Gil Serrano parece revivir los hechos cuando cierra este capítulo del desierto: “Después de contraatacar y perseguir a los alemanes, llegamos por fin a  Tobruk, donde chocamos con la línea de resistencia más fuerte que tenían ellos. El estruendo de la batalla se oía durante las 24 horas. Como no avanzábamos  y ellos no retrocedían, nuestros servicios de inteligencia decidieron que la mejor forma  de desalojarlos  era taponando el acueducto y conectándoles agua de mar a los tubos. Esa labor de “ingeniería” concluyó a las seis de la mañana, y cuando abrieron las llaves y bebieron, muchos alemanes murieron, y otros, acosados por la sed, se entregaron. ¡Era angustioso oírlos pedir un vaso de agua! A los que seguían haciendo resistencia desde los alrededores, y que eran miles, desde los aviones  se les arrojaron hojas volantes  escritas en inglés, español, italiano y alemán.
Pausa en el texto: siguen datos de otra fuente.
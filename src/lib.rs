//! # dualhid
//!
//! Mainloop-driven access to USB HID devices through two backends:
//! `libusb` (via the `rusb` crate) for event-driven asynchronous transfers, and
//! `hidapi` for platforms or devices where only the HID class driver is usable.
//!
//! The helper does not run a loop of its own. It plugs into the host's
//! [`Mainloop`]: one per-tick callback processes libusb events and hands the
//! completed reads to their callbacks, and hidapi read loops run as one-shot
//! tasks that reschedule themselves.
//!
//! ## Features
//!
//! *   Backend setup and teardown (`UsbHelper::init`, `UsbHelper::init_with_config`, `UsbHelper::close`).
//! *   Opening devices by discovery path (`UsbHelper::open`):
//!     *   `/hidapi<native path>` opens through hidapi; a `&mi_XX` component names the interface.
//!     *   `/win32/usb/<bus>/<address>` (hex) opens through libusb.
//!     *   Any other path is read as a sysfs device directory (`busnum`, `devnum`).
//! *   Claiming interfaces by class triple (`DeviceHandle::claim_interfaces_by`).
//! *   HID feature reports:
//!     *   Fire-and-forget writes (`DeviceHandle::hid_write`).
//!     *   Write-then-read requests (`DeviceHandle::hid_request`, `DeviceHandle::hid_request_in_place`).
//! *   Continuous interrupt reads delivered on the mainloop (`UsbHelper::start_read_loop`).
//!
//! ## Threading
//!
//! Everything here is single-threaded: handles, callbacks and the helper
//! itself are `!Send`. All calls must come from the thread running the mainloop.
//!
//! ## Basic Usage
//!
//! ```no_run
//! use dualhid::{Mainloop, Result, UsbHelper};
//!
//! fn run(mainloop: &mut dyn Mainloop, path: &str) -> Result<()> {
//!     let helper = UsbHelper::init(mainloop)?;
//!     let device = helper.open(path)?;
//!
//!     // Generic HID: class 3, no subclass, no protocol.
//!     if device.claim_interfaces_by(3, 0, 0) == 0 {
//!         eprintln!("No HID interface claimed on {}", device);
//!     }
//!
//!     let status = device.hid_request(0, &[0x01, 0x00], 8)?;
//!     println!("Status report: {:02X?}", status);
//!
//!     helper.start_read_loop(&device, mainloop, 0x81, 64, |id, endpoint, data| match data {
//!         Some(data) => println!("{} ep{}: {:02X?}", id, endpoint, data),
//!         None => eprintln!("{} disconnected", id),
//!     })?;
//!
//!     // The host's mainloop now drives the reads. Keep `helper` and
//!     // `device` alive for as long as it runs.
//!     Ok(())
//! }
//! ```
//!
//! See `demos/poll_device.rs` for a complete program with a minimal mainloop.
//!
//! ## Linux Permissions
//!
//! libusb needs write access to `/dev/bus/usb/*` and hidapi to `/dev/hidraw*`.
//! A udev rule such as the following grants it to the `plugdev` group:
//!
//! ```udev
//! SUBSYSTEM=="usb", ATTRS{idVendor}=="YOUR_VID", MODE="0660", GROUP="plugdev"
//! SUBSYSTEM=="hidraw", ATTRS{idVendor}=="YOUR_VID", MODE="0660", GROUP="plugdev"
//! ```

use hidapi::HidApi;
use log::{debug, error, info, warn};
use std::cell::Cell;
use std::rc::Rc;
use std::time::Duration;

mod config;
mod consts;
mod device;
mod error;
mod interrupt;
mod mainloop;
mod path;
mod transfer;
mod usb_transfer;

pub use config::{EventWait, HelperConfig};
pub use device::{DeviceHandle, HandleId, Subsystem};
pub use error::{Error, Result};
pub use interrupt::ReadCallback;
pub use mainloop::{Mainloop, Task, TickCallback};
pub use path::DevicePath;

use interrupt::{EventPump, EventSource, Scheduler};

/// Both backend library contexts. Dropped together when the helper closes.
struct Backends {
    usb: rusb::Context,
    hid: HidApi,
}

impl EventSource for Backends {
    fn handle_events(&self, timeout: Duration) -> Result<()> {
        EventSource::handle_events(&self.usb, timeout)
    }
}

// --- Helper Context ---
/// An initialized pair of libusb and hidapi contexts, attached to a mainloop.
/// **Note:** This context is not thread-safe (`!Send`, `!Sync`).
pub struct UsbHelper {
    backends: Rc<Backends>,
    scheduler: Rc<Scheduler>,
    config: HelperConfig,
    next_id: Cell<u64>,
}

impl UsbHelper {
    /// Initializes both backends with the default configuration and
    /// registers the per-tick event callback with `mainloop`.
    pub fn init(mainloop: &mut dyn Mainloop) -> Result<Self> {
        Self::init_with_config(mainloop, HelperConfig::default())
    }

    /// Like [`UsbHelper::init`], with explicit tunables.
    ///
    /// Fails with [`Error::Initialization`] if either backend cannot be
    /// started or the mainloop refuses the tick callback. The host should
    /// treat that as fatal.
    pub fn init_with_config(mainloop: &mut dyn Mainloop, config: HelperConfig) -> Result<Self> {
        let usb = rusb::Context::new().map_err(|e| {
            error!("Failed to initialize libusb: {}", e);
            Error::Initialization(format!("libusb: {}", e))
        })?;
        let hid = HidApi::new_without_enumerate().map_err(|e| {
            error!("Failed to initialize hidapi: {}", e);
            Error::Initialization(format!("hidapi: {}", e))
        })?;

        let backends = Rc::new(Backends { usb, hid });
        let scheduler = Rc::new(Scheduler::new(config.queue_capacity));
        let pump = EventPump::new(
            Rc::downgrade(&backends),
            Rc::clone(&scheduler),
            config.clone(),
        );
        if !mainloop.add_tick_callback(Box::new(move |mainloop: &mut dyn Mainloop| {
            pump.tick(mainloop);
        })) {
            error!("Mainloop refused the USB event callback");
            return Err(Error::Initialization(
                "mainloop refused the tick callback".to_string(),
            ));
        }

        info!("USB helper initialized (event wait: {:?})", config.event_wait);
        Ok(UsbHelper {
            backends,
            scheduler,
            config,
            next_id: Cell::new(1),
        })
    }

    /// Shuts down both backends. The tick callback stays registered but
    /// does nothing from now on.
    ///
    /// Deliveries still queued are dropped and no read callback runs after
    /// this. Devices still open keep their own connection until they are closed.
    pub fn close(self) {
        let dropped = self.scheduler.close();
        if dropped > 0 {
            warn!("Closing USB helper with {} undelivered read(s)", dropped);
        }
        debug!("USB helper closed");
    }

    /// Opens the device named by a discovery path.
    ///
    /// See [`DevicePath`] for the recognized shapes. Resolution and open
    /// failures are logged and returned.
    pub fn open(&self, path: &str) -> Result<DeviceHandle> {
        let parsed = DevicePath::parse(path).map_err(|e| {
            error!("Cannot open '{}': {}", path, e);
            e
        })?;
        let id = self.allocate_id();

        let (bus, address) = match &parsed {
            DevicePath::HidApi {
                path: native,
                interface,
            } => {
                return DeviceHandle::open_hid(
                    &self.backends.hid,
                    id,
                    native,
                    *interface,
                    self.config.control_timeout,
                );
            }
            DevicePath::UsbAddress { bus, address } => (*bus, *address),
            DevicePath::Sysfs(dir) => crate::path::read_sysfs_address(dir).map_err(|e| {
                error!("Cannot open '{}': {}", path, e);
                e
            })?,
        };
        DeviceHandle::open_usb(
            &self.backends.usb,
            id,
            bus,
            address,
            self.config.control_timeout,
        )
    }

    /// Number of completed libusb reads waiting for the next tick.
    pub fn pending_deliveries(&self) -> usize {
        self.scheduler.pending()
    }

    /// The configuration this helper was initialized with.
    pub fn config(&self) -> &HelperConfig {
        &self.config
    }

    fn allocate_id(&self) -> HandleId {
        let id = self.next_id.get();
        self.next_id.set(id.wrapping_add(1));
        HandleId(id)
    }
}

impl std::fmt::Debug for UsbHelper {
    fn fmt(&self, f: &mut std::fmt::Formatter<'_>) -> std::fmt::Result {
        f.debug_struct("UsbHelper")
            .field("config", &self.config)
            .field("pending_deliveries", &self.scheduler.pending())
            .finish()
    }
}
En ellas se les decía que no se hicieran matar, que pensaran en sus familias, en sus esposas y en sus hijos, que si se entregaban serían tratados con dignidad. Finalmente se rindieron y así concluyó la campaña del desierto”.
Un prostíbulo en el Sahara
Durante los dos años que duró la campaña de Africa, el único que tuvo oportunidad  de  tomar dos descansos fue Gustavo Quintero. “En el primero me concedieron ocho días y me fui para Alejandría, donde me hospedaron en una casa muy confortable que tenía el ejército. Allí, junto con otros compañeros, hacíamos lo mismo que se ve en las películas. Nos íbamos a los bares y nos los poníamos de ruana. No en vano el ejército era amo y señor. El segundo permiso, por no llamarlo de otra manera, se presentó cuando, estando cerca de Túnez, y prácticamente había concluido la campaña, un capitán de la primera división y dos compañeros más, me llevaron a la ciudad.  En un principio no sabíamos para qué, pero cuando entramos en una casa de citas, después de echarnos una canita al aire nos dijo el capitán que escogiéramos a las diez muchachas más bonitas que no tuvieran ninguna cicatriz ni tampoco estuvieran enfermas. Con ellas regresamos al campamento, donde los médicos les hicieron todo tipo de exámenes, y una vez que comprobaron que no tenían ninguna enfermedad contagiosa las instalaron en unos cubículos, donde cada soldado podía obtener sus servicios después de comprar una ficha.  La tarifa estaba de acuerdo con el rango. Los tenientes pagaban más que los sargentos  y éstos que los cabos, y los cabos más que los soldados. Cada noche las colas eran interminables, y para evitar desórdenes ponían guardias a la entrada.
Esto fue lo que no le gustó a Gil, pues la primera noche le tocó de vigilante y la impaciencia fue grande.  “Sin embargo, al otro día fui el primero en la cola”. Después de este “pequeño recreo”, como lo llaman ellos,  salieron para Europa, donde continuaron luchando durante dos años más.
Por su experiencia en el desierto creían que sería fácil derrotar a los iraquíes en ese terreno, y por ello se sorprendieron grandemente de la forma como se entregaban  o huían  los soldados de Saddam Hussein. “Fue una inesperada derrota. Pero las armas modernas  y la estrategia militar que engañó  a  Irak les dieron la victoria a los aliados. Y Hussein resultó, como dijo el general Schwarzkopf, que no era ni siquiera un soldado”, concluyeron los veteranos del Sahara.

Hoy, casi un siglo después, con sus amigos siguen haciendo remembranzas de las situaciones por las que tuvieron que pasar. Con nostalgia recuerdan a sus compatriotas  Adriago Gutiérrez  e Ismael Arango, que dejaron sus vidas sobre las ardientes arenas del desierto.